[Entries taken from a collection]
☆ ☆ ☆ ☆ ☆ ☆ ☆

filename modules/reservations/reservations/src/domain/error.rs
use thiserror::Error;

#[derive(Debug, Clone, PartialEq, Eq)]
pub struct Violation {
    pub field: &'static str,
    pub message: String,
}

#[derive(Error, Debug)]
pub enum DomainError {
    #[error("{kind} not found: {id}")]
    NotFound { kind: &'static str, id: String },

    #[error("Validation failed for {kind}: {} invalid field(s)", violations.len())]
    Validation {
        kind: &'static str,
        violations: Vec<Violation>,
    },

    #[error("Storage error: {message}")]
    Storage { message: String },
}

impl DomainError {
    pub fn not_found(kind: &'static str, id: impl Into<String>) -> Self {
        Self::NotFound {
            kind,
            id: id.into(),
        }
    }

    pub fn storage(message: impl Into<String>) -> Self {
        Self::Storage {
            message: message.into(),
        }
    }
}
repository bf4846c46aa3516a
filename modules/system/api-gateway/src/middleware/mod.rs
pub mod request_id;
//! Salted one-way hashing of principal secrets (Argon2id, PHC strings).

use argon2::password_hash::{PasswordHash, SaltString};
use argon2::{Argon2, PasswordHasher, PasswordVerifier};

use super::error::DomainError;

/// Well-formed Argon2id hash at the default cost whose digest no secret produces.
///
/// Verifying against it costs as much as checking a real principal's secret.
pub const UNMATCHABLE_HASH: &str =
    "$argon2id$v=19$m=19456,t=2,p=1$c29tZXNhbHRzb21lc2FsdA$AAAAAAAAAAAAAAAAAAAAAAAAAAAAAAAAAAAAAAAAAAA";

/// Hash `plain` with a fresh random salt.
///
/// CPU bound; async callers run it on the blocking pool.
pub fn hash_secret(plain: &str) -> Result<String, DomainError> {
    let mut salt_bytes = [0u8; 16];
    getrandom::getrandom(&mut salt_bytes)
        .map_err(|e| DomainError::internal(format!("salt generation failed: {e}")))?;
    let salt = SaltString::encode_b64(&salt_bytes)
        .map_err(|e| DomainError::internal(format!("salt encoding failed: {e}")))?;
    let phc = Argon2::default()
        .hash_password(plain.as_bytes(), &salt)
        .map_err(|e| DomainError::internal(format!("hashing failed: {e}")))?;
    Ok(phc.to_string())
}

/// Compare `plain` against a stored PHC hash. An unparseable hash never matches.
#[must_use]
pub fn verify_secret(hash: &str, plain: &str) -> bool {
    PasswordHash::new(hash).is_ok_and(|parsed| {
        Argon2::default()
            .verify_password(plain.as_bytes(), &parsed)
            .is_ok()
    })
}
use std::marker::PhantomData;
use std::sync::Arc;

use bustation_http::{Page, PageRequest};
use time::OffsetDateTime;
use tracing::{debug, info, instrument};

use crate::domain::error::DomainError;
use crate::domain::repo::DocumentRepository;
use crate::domain::resource::Resource;
use crate::domain::validation::Validate;

/// CRUD over one document family.
pub struct ResourceService<T: Resource, R: DocumentRepository<T>> {
    repo: Arc<R>,
    _resource: PhantomData<fn() -> T>,
}

impl<T: Resource, R: DocumentRepository<T>> ResourceService<T, R> {
    pub fn new(repo: Arc<R>) -> Self {
        Self {
            repo,
            _resource: PhantomData,
        }
    }

    #[instrument(skip_all, fields(kind = T::KIND, page = page.page, size = page.size))]
    pub async fn list(&self, page: PageRequest) -> Result<Page<T>, DomainError> {
        self.list_where(page, |_| true).await
    }

    pub(crate) async fn list_where<F>(
        &self,
        page: PageRequest,
        filter: F,
    ) -> Result<Page<T>, DomainError>
    where
        F: Fn(&T) -> bool + Send + Sync,
    {
        let page = self.repo.find_page(page, filter).await?;
        debug!(returned = page.items.len(), total = page.total_items, "listed documents");
        Ok(page)
    }

    #[instrument(skip_all, fields(kind = T::KIND, id = %id))]
    pub async fn get(&self, id: &str) -> Result<T, DomainError> {
        self.repo
            .find_by_id(id)
            .await?
            .ok_or_else(|| DomainError::not_found(T::KIND, id))
    }

    #[instrument(skip_all, fields(kind = T::KIND))]
    pub async fn create(&self, draft: T::Draft) -> Result<T, DomainError> {
        self.create_at(draft, OffsetDateTime::now_utc()).await
    }

    pub(crate) async fn create_at(
        &self,
        draft: T::Draft,
        now: OffsetDateTime,
    ) -> Result<T, DomainError> {
        draft.validate(now)?;
        let doc = T::from_draft(self.repo.next_id(), draft);
        let doc = self.repo.insert(doc).await?;
        info!(id = %doc.id(), "document created");
        Ok(doc)
    }

    /// Full replacement of an existing document.
    #[instrument(skip_all, fields(kind = T::KIND, id = %id))]
    pub async fn update(&self, id: &str, draft: T::Draft) -> Result<T, DomainError> {
        let now = OffsetDateTime::now_utc();
        draft.validate(now)?;

        let doc = T::from_draft(id.to_owned(), draft);
        let doc = self
            .repo
            .replace(doc)
            .await?
            .ok_or_else(|| DomainError::not_found(T::KIND, id))?;
        info!("document replaced");
        Ok(doc)
    }

    #[instrument(skip_all, fields(kind = T::KIND, id = %id))]
    pub async fn delete(&self, id: &str) -> Result<(), DomainError> {
        if self.repo.delete(id).await? {
            info!("document deleted");
            Ok(())
        } else {
            Err(DomainError::not_found(T::KIND, id))
        }
    }
}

☆ ☆ ☆ ☆ ☆ ☆ ☆

**Task brief:** Set down the entries above again, word for word.

**Written solution:**
filename modules/reservations/reservations/src/domain/error.rs
use thiserror::Error;

#[derive(Debug, Clone, PartialEq, Eq)]
pub struct Violation {
    pub field: &'static str,
    pub message: String,
}

#[derive(Error, Debug)]
pub enum DomainError {
    #[error("{kind} not found: {id}")]
    NotFound { kind: &'static str, id: String },

    #[error("Validation failed for {kind}: {} invalid field(s)", violations.len())]
    Validation {
        kind: &'static str,
        violations: Vec<Violation>,
    },

    #[error("Storage error: {message}")]
    Storage { message: String },
}

impl DomainError {
    pub fn not_found(kind: &'static str, id: impl Into<String>) -> Self {
        Self::NotFound {
            kind,
            id: id.into(),
        }
    }

    pub fn storage(message: impl Into<String>) -> Self {
        Self::Storage {
            message: message.into(),
        }
    }
}
repository bf4846c46aa3516a
filename modules/system/api-gateway/src/middleware/mod.rs
pub mod request_id;
//! Salted one-way hashing of principal secrets (Argon2id, PHC strings).

use argon2::password_hash::{PasswordHash, SaltString};
use argon2::{Argon2, PasswordHasher, PasswordVerifier};

use super::error::DomainError;

/// Well-formed Argon2id hash at the default cost whose digest no secret produces.
///
/// Verifying against it costs as much as checking a real principal's secret.
pub const UNMATCHABLE_HASH: &str =
    "$argon2id$v=19$m=19456,t=2,p=1$c29tZXNhbHRzb21lc2FsdA$AAAAAAAAAAAAAAAAAAAAAAAAAAAAAAAAAAAAAAAAAAA";

/// Hash `plain` with a fresh random salt.
///
/// CPU bound; async callers run it on the blocking pool.
pub fn hash_secret(plain: &str) -> Result<String, DomainError> {
    let mut salt_bytes = [0u8; 16];
    getrandom::getrandom(&mut salt_bytes)
        .map_err(|e| DomainError::internal(format!("salt generation failed: {e}")))?;
    let salt = SaltString::encode_b64(&salt_bytes)
        .map_err(|e| DomainError::internal(format!("salt encoding failed: {e}")))?;
    let phc = Argon2::default()
        .hash_password(plain.as_bytes(), &salt)
        .map_err(|e| DomainError::internal(format!("hashing failed: {e}")))?;
    Ok(phc.to_string())
}

/// Compare `plain` against a stored PHC hash. An unparseable hash never matches.
#[must_use]
pub fn verify_secret(hash: &str, plain: &str) -> bool {
    PasswordHash::new(hash).is_ok_and(|parsed| {
        Argon2::default()
            .verify_password(plain.as_bytes(), &parsed)
            .is_ok()
    })
}
use std::marker::PhantomData;
use std::sync::Arc;

use bustation_http::{Page, PageRequest};
use time::OffsetDateTime;
use tracing::{debug, info, instrument};

use crate::domain::error::DomainError;
use crate::domain::repo::DocumentRepository;
use crate::domain::resource::Resource;
use crate::domain::validation::Validate;

/// CRUD over one document family.
pub struct ResourceService<T: Resource, R: DocumentRepository<T>> {
    repo: Arc<R>,
    _resource: PhantomData<fn() -> T>,
}

impl<T: Resource, R: DocumentRepository<T>> ResourceService<T, R> {
    pub fn new(repo: Arc<R>) -> Self {
        Self {
            repo,
            _resource: PhantomData,
        }
    }

    #[instrument(skip_all, fields(kind = T::KIND, page = page.page, size = page.size))]
    pub async fn list(&self, page: PageRequest) -> Result<Page<T>, DomainError> {
        self.list_where(page, |_| true).await
    }

    pub(crate) async fn list_where<F>(
        &self,
        page: PageRequest,
        filter: F,
    ) -> Result<Page<T>, DomainError>
    where
        F: Fn(&T) -> bool + Send + Sync,
    {
        let page = self.repo.find_page(page, filter).await?;
        debug!(returned = page.items.len(), total = page.total_items, "listed documents");
        Ok(page)
    }

    #[instrument(skip_all, fields(kind = T::KIND, id = %id))]
    pub async fn get(&self, id: &str) -> Result<T, DomainError> {
        self.repo
            .find_by_id(id)
            .await?
            .ok_or_else(|| DomainError::not_found(T::KIND, id))
    }

    #[instrument(skip_all, fields(kind = T::KIND))]
    pub async fn create(&self, draft: T::Draft) -> Result<T, DomainError> {
        self.create_at(draft, OffsetDateTime::now_utc()).await
    }

    pub(crate) async fn create_at(
        &self,
        draft: T::Draft,
        now: OffsetDateTime,
    ) -> Result<T, DomainError> {
        draft.validate(now)?;
        let doc = T::from_draft(self.repo.next_id(), draft);
        let doc = self.repo.insert(doc).await?;
        info!(id = %doc.id(), "document created");
        Ok(doc)
    }

    /// Full replacement of an existing document.
    #[instrument(skip_all, fields(kind = T::KIND, id = %id))]
    pub async fn update(&self, id: &str, draft: T::Draft) -> Result<T, DomainError> {
        let now = OffsetDateTime::now_utc();
        draft.validate(now)?;

        let doc = T::from_draft(id.to_owned(), draft);
        let doc = self
            .repo
            .replace(doc)
            .await?
            .ok_or_else(|| DomainError::not_found(T::KIND, id))?;
        info!("document replaced");
        Ok(doc)
    }

    #[instrument(skip_all, fields(kind = T::KIND, id = %id))]
    pub async fn delete(&self, id: &str) -> Result<(), DomainError> {
        if self.repo.delete(id).await? {
            info!("document deleted");
            Ok(())
        } else {
            Err(DomainError::not_found(T::KIND, id))
        }
    }
}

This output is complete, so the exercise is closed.